- [Assignment]: Look through the lines below and copy each one that includes "join".

- [Records for this exercise]:
%%

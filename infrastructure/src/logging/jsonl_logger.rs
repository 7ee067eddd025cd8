//! JSONL file writer for conversation events.
//!
//! Each [`ConversationEvent`] becomes one JSON line carrying `type` and
//! `timestamp` next to the payload fields. The file is opened in append mode
//! so that transcripts survive server restarts.

use agendai_application::ports::conversation_logger::{ConversationEvent, ConversationLogger};
use serde_json::{Value, json};
use std::fs::{File, OpenOptions};
use std::io::{BufWriter, Write};
use std::path::{Path, PathBuf};
use std::sync::Mutex;
use tracing::warn;

/// JSONL conversation logger that writes one JSON object per line.
///
/// Shared by every concurrent request; lines are written whole under a
/// `Mutex<BufWriter<File>>` and flushed immediately.
pub struct JsonlConversationLogger {
    writer: Mutex<BufWriter<File>>,
    path: PathBuf,
}

impl JsonlConversationLogger {
    /// Open (or create) the log at `path`, creating parent directories.
    pub fn open(path: impl AsRef<Path>) -> std::io::Result<Self> {
        let path = path.as_ref();

        if let Some(parent) = path.parent()
            && !parent.as_os_str().is_empty()
        {
            std::fs::create_dir_all(parent)?;
        }

        let file = OpenOptions::new().create(true).append(true).open(path)?;

        Ok(Self {
            writer: Mutex::new(BufWriter::new(file)),
            path: path.to_path_buf(),
        })
    }

    /// Like [`open`](Self::open), but logs the failure and returns `None`.
    pub fn new(path: impl AsRef<Path>) -> Option<Self> {
        let path = path.as_ref();
        match Self::open(path) {
            Ok(logger) => Some(logger),
            Err(e) => {
                warn!(
                    path = %path.display(),
                    error = %e,
                    "Could not open conversation log"
                );
                None
            }
        }
    }

    pub fn path(&self) -> &Path {
        &self.path
    }

    fn record(event: ConversationEvent) -> Value {
        let timestamp = chrono::Utc::now().to_rfc3339_opts(chrono::SecondsFormat::Millis, true);
        match event.payload {
            Value::Object(mut map) => {
                map.insert("type".to_string(), Value::String(event.event_type.to_string()));
                map.insert("timestamp".to_string(), Value::String(timestamp));
                Value::Object(map)
            }
            other => json!({
                "type": event.event_type,
                "timestamp": timestamp,
                "data": other,
            }),
        }
    }
}

impl ConversationLogger for JsonlConversationLogger {
    fn log(&self, event: ConversationEvent) {
        let Ok(line) = serde_json::to_string(&Self::record(event)) else {
            return;
        };

        if let Ok(mut writer) = self.writer.lock() {
            let _ = writeln!(writer, "{line}");
            let _ = writer.flush();
        }
    }
}

impl Drop for JsonlConversationLogger {
    fn drop(&mut self) {
        if let Ok(mut writer) = self.writer.lock() {
            let _ = writer.flush();
        }
    }
}

#[cfg(test)]
mod tests {
    use super::*;

    fn read_lines(path: &Path) -> Vec<Value> {
        std::fs::read_to_string(path)
            .unwrap()
            .lines()
            .map(|l| serde_json::from_str(l).unwrap())
            .collect()
    }

    #[test]
    fn test_writes_one_object_per_line() {
        let dir = tempfile::tempdir().unwrap();
        let path = dir.path().join("conversations.jsonl");
        let logger = JsonlConversationLogger::open(&path).unwrap();

        logger.log(ConversationEvent::new(
            "prompt",
            json!({
                "session": "sess-1",
                "intent": "consultar_agenda",
                "text": "Consulte a agenda"
            }),
        ));
        logger.log(ConversationEvent::new(
            "tool_call",
            json!({
                "session": "sess-1",
                "tool": "list_calendar_events",
                "args": {"professional_id": "prof123"}
            }),
        ));
        drop(logger);

        let lines = read_lines(&path);
        assert_eq!(lines.len(), 2);
        for line in &lines {
            assert!(line["timestamp"].is_string());
        }
        assert_eq!(lines[0]["type"], "prompt");
        assert_eq!(lines[0]["intent"], "consultar_agenda");
        assert_eq!(lines[1]["type"], "tool_call");
        assert_eq!(lines[1]["args"]["professional_id"], "prof123");
    }

    #[test]
    fn test_non_object_payload_goes_under_data() {
        let dir = tempfile::tempdir().unwrap();
        let path = dir.path().join("c.jsonl");
        let logger = JsonlConversationLogger::open(&path).unwrap();

        logger.log(ConversationEvent::new("note", json!("just a string")));
        drop(logger);

        let lines = read_lines(&path);
        assert_eq!(lines[0]["type"], "note");
        assert_eq!(lines[0]["data"], "just a string");
    }

    #[test]
    fn test_reopen_appends() {
        let dir = tempfile::tempdir().unwrap();
        let path = dir.path().join("nested").join("c.jsonl");

        for session in ["a", "b"] {
            let logger = JsonlConversationLogger::open(&path).unwrap();
            logger.log(ConversationEvent::new("reply", json!({ "session": session })));
        }

        let lines = read_lines(&path);
        assert_eq!(lines.len(), 2);
        assert_eq!(lines[0]["session"], "a");
        assert_eq!(lines[1]["session"], "b");
    }

    #[test]
    fn test_new_returns_none_when_path_is_a_directory() {
        let dir = tempfile::tempdir().unwrap();
        assert!(JsonlConversationLogger::new(dir.path()).is_none());
    }
}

%%

- [Solution to this exercise]:
        let path = dir.path().join("conversations.jsonl");
        let path = dir.path().join("c.jsonl");
        let path = dir.path().join("nested").join("c.jsonl");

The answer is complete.